Whether such incidents are down to fate, chance or some higher power is hotly debated.
Here are 23 other random objects that stopped bullets in wartime:
1. Zippo lighter
Capt. Harold Fritz felt a blow to his chest while charging the enemy at Quan Loi in 1969. The next day, he found that his Zippo lighter — a gift from his wife — in his breast pocket had been hit by a bullet that would have killed him. Fritz was awarded the Medal of Honor for his bravery; his wife earned his undying gratitude.
2. Coin
Confederate soldier Lt. George Dixon was hit by a musket round during the Battle of Shiloh in 1862. The bullet ricocheted off a $20 double eagle gold coin in his pocket. Dixon died in the submarine CSS H.L. Hunley when it sank in 1864. When the Hunley was raised in 2000, a bent $20 coin was recovered with Dixon’s skeleton. On it was engraved: “My Life Preserver.”
3. Bully beef
In Italy in 1943, 2nd Lt.

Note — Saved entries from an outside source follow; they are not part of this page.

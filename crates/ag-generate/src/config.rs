use ag_model::Parameters;
use ag_tensor::Device;
use serde::{Deserialize, Serialize};

use crate::error::{GenerateError, Result};

/// Settings of a generation run, typically loaded from JSON.
#[derive(Debug, Clone, PartialEq, Serialize, Deserialize)]
pub struct GenerateConfig {
    /// Length of the generated continuation in seconds.
    #[serde(default = "default_seconds")]
    pub output_duration_sec: f64,

    /// Length of each prompt in seconds.
    #[serde(default = "default_seconds")]
    pub prompt_length_sec: f64,

    /// Start of each prompt in seconds; `null` draws a random position.
    #[serde(default = "default_prompts_position_sec")]
    pub prompts_position_sec: Vec<Option<f64>>,

    /// Keyword parameters forwarded to every `generate_step` call.
    #[serde(default)]
    pub parameters: Parameters,

    #[serde(default = "default_batch_size")]
    pub batch_size: usize,

    /// Stop after this many batches; all of them when unset.
    #[serde(default)]
    pub n_batches: Option<usize>,

    /// Requested compute device (`"cpu"`, `"cuda"`, `"cuda:N"`).
    #[serde(default = "default_device")]
    pub device: String,

    #[serde(default = "default_true")]
    pub disable_grads: bool,

    /// Pre-allocate the generated steps as zeros after each prompt.
    #[serde(default = "default_true")]
    pub add_blank: bool,

    /// Stride of the step loop in base steps.
    #[serde(default = "default_time_hop")]
    pub time_hop: usize,

    #[serde(default = "default_sample_rate")]
    pub sample_rate: u32,
}

fn default_seconds() -> f64 {
    1.0
}

fn default_prompts_position_sec() -> Vec<Option<f64>> {
    vec![None]
}

fn default_batch_size() -> usize {
    1
}

fn default_device() -> String {
    "cuda:0".to_string()
}

fn default_true() -> bool {
    true
}

fn default_time_hop() -> usize {
    1
}

fn default_sample_rate() -> u32 {
    16000
}

impl Default for GenerateConfig {
    fn default() -> Self {
        GenerateConfig {
            output_duration_sec: default_seconds(),
            prompt_length_sec: default_seconds(),
            prompts_position_sec: default_prompts_position_sec(),
            parameters: Parameters::default(),
            batch_size: default_batch_size(),
            n_batches: None,
            device: default_device(),
            disable_grads: true,
            add_blank: true,
            time_hop: default_time_hop(),
            sample_rate: default_sample_rate(),
        }
    }
}

impl GenerateConfig {
    /// Parse and validate a JSON config.
    pub fn from_json(json: &str) -> Result<Self> {
        let config: GenerateConfig = serde_json::from_str(json)?;
        config.validate()?;
        Ok(config)
    }

    pub fn validate(&self) -> Result<()> {
        if self.time_hop == 0 {
            return Err(GenerateError::Config("time_hop must be >= 1".to_string()));
        }
        if self.batch_size == 0 {
            return Err(GenerateError::Config("batch_size must be >= 1".to_string()));
        }
        if self.sample_rate == 0 {
            return Err(GenerateError::Config("sample_rate must be >= 1".to_string()));
        }
        if !self.output_duration_sec.is_finite() || self.output_duration_sec < 0.0 {
            return Err(GenerateError::Config(format!(
                "output_duration_sec must be >= 0, got {}",
                self.output_duration_sec
            )));
        }
        if !self.prompt_length_sec.is_finite() || self.prompt_length_sec <= 0.0 {
            return Err(GenerateError::Config(format!(
                "prompt_length_sec must be > 0, got {}",
                self.prompt_length_sec
            )));
        }
        let bad_position = self
            .prompts_position_sec
            .iter()
            .flatten()
            .find(|p| !p.is_finite() || **p < 0.0);
        if let Some(bad) = bad_position {
            return Err(GenerateError::Config(format!(
                "prompt positions must be >= 0, got {}",
                bad
            )));
        }
        let samples = self.output_duration_sec * self.sample_rate as f64;
        let steps = (samples / self.time_hop as f64).ceil();
        if steps >= usize::MAX as f64 || (steps as usize).checked_mul(self.time_hop).is_none() {
            return Err(GenerateError::Config(format!(
                "output_duration_sec {} exceeds the step range",
                self.output_duration_sec
            )));
        }
        self.device()?;
        Ok(())
    }

    pub fn device(&self) -> Result<Device> {
        Ok(self.device.parse::<Device>()?)
    }

    /// Number of loop iterations needed to cover `output_duration_sec`.
    pub fn n_steps(&self) -> usize {
        let samples = self.output_duration_sec * self.sample_rate as f64;
        (samples / self.time_hop.max(1) as f64).ceil() as usize
    }

    /// Prompt length in samples.
    pub fn prompt_length(&self) -> usize {
        (self.prompt_length_sec * self.sample_rate as f64).round() as usize
    }

    /// Prompt start positions in samples, `None` for random ones.
    pub fn prompt_positions(&self) -> Vec<Option<usize>> {
        self.prompts_position_sec
            .iter()
            .map(|p| p.map(|sec| (sec * self.sample_rate as f64).round() as usize))
            .collect()
    }
}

Farley Mowat was hit by a volley of rounds from a Schmeisser submachine gun and thrown to the ground. The Canadian was uninjured because the bullets had lodged in the cans of bully beef in the pack he was carrying.
4. Cigarette case
Smoking can be good for you. 2nd Lt. William Lytle was saved by a silver cigarette case in his tunic during World War I. The case had been given to the British officer by his wife when they married in 1916.
5. Bible
Trust in the Lord? In 1944, Pfc. John Lewis Pitts of Mississippi was hit in the chest by a German bullet and knocked backward. He found the round embedded in his military-issue New Testament, in his breast pocket. It had stopped on the 91st Psalm, which says, “Under his wings shall thou trust: his truth shall be thy shield and buckler.”
6. Spoon
During the Battle of Antietam in 1862, Union soldier Pvt. David Stevens was saved when a spoon in his haversack deflected a bullet about to enter his chest.
7. Belt buckle
The life of William Catlin, who served with the U.S. Colored Troops during the American Civil War, was apparently saved by his belt buckle, which deflected a bullet. His great-granddaughter found the buckle during a house cleanup more than a century later.